Gift and Estate Tax Considerations for Crypto Assets

Bowditch & Dewey

With the popularity of crypto assets on the rise, there are bound to be gift and estate tax questions when a person transfers crypto assets during life or at death. The IRS treats crypto assets as property for federal tax purposes, stating that “[g]eneral principles applicable to property transactions apply to transactions using virtual currency” (Notice 2014-21). Therefore, the same gift and estate tax rules that apply to property transfers of real estate and stocks apply to crypto assets.

In 2022, at the federal level, a person can pass $12.06 million ($24.12 million for a married couple with portability) to his or her beneficiaries, without incurring a gift or estate tax. This elevated exemption amount is due to expire at the end of 2025 and revert back to $5 million per person ($10 million for a married couple), adjusted for inflation, on January 1, 2026. In Massachusetts, a person can pass $1 million to his or her beneficiaries without incurring estate tax (there is no portability of the estate tax “exemption” for married couples in the Commonwealth).

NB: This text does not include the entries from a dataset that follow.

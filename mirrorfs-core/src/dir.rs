//! Directory listing and name resolution through the transform pipeline.
//!
//! Each [`Directory`] keeps a presented-name to real-name cache. The cache
//! is replaced by every successful [`Directory::readdir`]; a lookup that
//! misses it triggers exactly one refresh before giving up.

use crate::error::{MirrorError, Result};
use crate::file::FileEntry;
use crate::mount::MountContext;
use crate::node::{Node, NodeAttr};
use crate::transform::{EntryAttr, OpContext, Pipeline, TransformContext};
use parking_lot::RwLock;
use std::collections::HashMap;
use std::ffi::{OsStr, OsString};
use std::fs;
use std::path::{Path, PathBuf};
use std::sync::Arc;
use tracing::{debug, warn};

/// One entry returned by [`Directory::readdir`].
#[derive(Debug, Clone, PartialEq, Eq, Hash)]
pub struct DirEntry {
    /// Presented name
    pub name: OsString,
    /// Native `st_mode` bits of the presented entry
    pub mode: u32,
    /// Inode of the real child
    pub ino: u64,
}

/// A mirrored directory.
#[derive(Debug)]
pub struct Directory {
    ino: u64,
    real_path: PathBuf,
    presented_path: PathBuf,
    attr: EntryAttr,
    pipeline: Pipeline,
    mount: Arc<MountContext>,
    names: RwLock<HashMap<OsString, OsString>>,
}

impl Directory {
    pub(crate) fn new(
        ino: u64,
        real_path: PathBuf,
        presented_path: PathBuf,
        attr: EntryAttr,
        pipeline: Pipeline,
        mount: Arc<MountContext>,
    ) -> Self {
        Self {
            ino,
            real_path,
            presented_path,
            attr,
            pipeline,
            mount,
            names: RwLock::new(HashMap::new()),
        }
    }

    /// Inode number.
    pub fn ino(&self) -> u64 {
        self.ino
    }

    /// Real on-disk path.
    pub fn real_path(&self) -> &Path {
        &self.real_path
    }

    /// Presented path inside the mount.
    pub fn presented_path(&self) -> &Path {
        &self.presented_path
    }

    /// Presented attributes.
    pub fn attr(&self) -> &EntryAttr {
        &self.attr
    }

    /// Pipeline shared with every child.
    pub fn pipeline(&self) -> &Pipeline {
        &self.pipeline
    }

    /// Attributes reported to the kernel.
    pub fn getattr(&self) -> NodeAttr {
        NodeAttr {
            ino: self.ino,
            size: self.attr.len,
            mode: self.attr.mode.to_native(),
            modified: self.attr.modified,
        }
    }

    fn context(&self, op: &OpContext) -> TransformContext {
        TransformContext::new(&self.real_path, &self.presented_path, self.mount.source(), op)
    }

    fn cached(&self, name: &OsStr) -> Option<OsString> {
        self.names.read().get(name).cloned()
    }

    /// Lists the real directory through the attribute transform.
    ///
    /// Entries come back in the order the real listing yields them. When two
    /// real entries present the same name the later one replaces the earlier.
    /// Any failure aborts the whole listing and leaves the name cache as it was.
    pub fn readdir(&self, op: &OpContext) -> Result<Vec<DirEntry>> {
        let ctx = self.context(op);
        let entries =
            fs::read_dir(&self.real_path).map_err(|e| MirrorError::io(&self.real_path, e))?;

        let mut names: HashMap<OsString, OsString> = HashMap::new();
        let mut listed: Vec<DirEntry> = Vec::new();

        for entry in entries {
            let entry = entry.map_err(|e| MirrorError::io(&self.real_path, e))?;
            let real_child = entry.path();
            let metadata = entry.metadata().map_err(|e| MirrorError::io(&real_child, e))?;

            let attr = EntryAttr::from_metadata(entry.file_name(), &metadata);
            let presented = self
                .pipeline
                .forward()
                .transform_attr(&ctx, attr)
                .map_err(|e| MirrorError::transform(&real_child, e))?;

            if let Some(previous) = names.insert(presented.name.clone(), entry.file_name()) {
                warn!(
                    dir = %self.presented_path.display(),
                    name = ?presented.name,
                    replaced = ?previous,
                    "presented name collision, keeping the later entry"
                );
                listed.retain(|e| e.name != presented.name);
            }

            listed.push(DirEntry {
                mode: presented.mode.to_native(),
                ino: self.mount.inodes().ino(&real_child),
                name: presented.name,
            });
        }

        *self.names.write() = names;
        debug!(real = %self.real_path.display(), entries = listed.len(), "readdir");
        Ok(listed)
    }

    /// Resolves a presented child name to a node.
    ///
    /// The real child is re-read and re-transformed on every call; if the
    /// transform no longer yields `name` the lookup fails as not found.
    pub fn lookup(&self, op: &OpContext, name: &OsStr) -> Result<Node> {
        let real_name = match self.cached(name) {
            Some(real_name) => real_name,
            None => {
                self.readdir(op)?;
                self.cached(name)
                    .ok_or_else(|| MirrorError::not_found(&self.presented_path.join(name)))?
            }
        };

        let real_child = self.real_path.join(&real_name);
        let metadata =
            fs::symlink_metadata(&real_child).map_err(|e| MirrorError::io(&real_child, e))?;

        let attr = EntryAttr::from_metadata(real_name, &metadata);
        let presented = self
            .pipeline
            .forward()
            .transform_attr(&self.context(op), attr)
            .map_err(|e| MirrorError::transform(&real_child, e))?;

        let presented_path = self.presented_path.join(name);
        if presented.name.as_os_str() != name {
            warn!(
                real = %real_child.display(),
                requested = ?name,
                presented = ?presented.name,
                "transform no longer yields the requested name"
            );
            return Err(MirrorError::not_found(&presented_path));
        }

        let ino = self.mount.inodes().ino(&real_child);
        debug!(real = %real_child.display(), presented = %presented_path.display(), ino, "lookup");

        let node = if presented.mode.is_dir() {
            Node::Directory(Arc::new(Directory::new(
                ino,
                real_child,
                presented_path,
                presented,
                self.pipeline.clone(),
                self.mount.clone(),
            )))
        } else {
            Node::File(FileEntry::new(
                ino,
                real_child,
                presented_path,
                presented,
                self.pipeline.clone(),
                self.mount.clone(),
            ))
        };
        Ok(node)
    }
}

There are planning techniques that can minimize estate taxes. Married couples can set up revocable trusts with credit shelter provisions. Also, gifts made during life grow outside of a person’s taxable estate, thereby protecting future appreciation from generating estate tax. For example, a person can gift his or her individual crypto assets to a spousal lifetime access trust (SLAT) for the benefit of his or her spouse and descendants. The value of the crypto assets, upon being gifted to the trust, are frozen for transfer tax purposes. Furthermore, if an independent Trustee is serving and has the sole discretion to make distributions, then the crypto assets held in trust are protected from most creditors of the beneficiaries (and the donor).

The basis of a lifetime gift of a crypto asset is the same as lifetime gifts of other property. Generally speaking, it is usually the donor’s adjusted basis in the asset with some nuances.

The Internal Revenue Code provides a step-up in basis on certain assets at death, changing the basis of an inherited asset to the fair market value as of the date of the donor’s death. This step-up has the benefit of potentially eliminating capital gains on crypto assets if the date of death value exceeds the donor’s adjusted basis. The one notable exception is crypto assets held in a traditional IRA, which do not receive a step-up in basis on the participant’s death.

DISCLAIMER: Because of the generality of this update, the information provided herein may not be applicable in all situations and should not be acted upon without specific legal advice based on particular situations.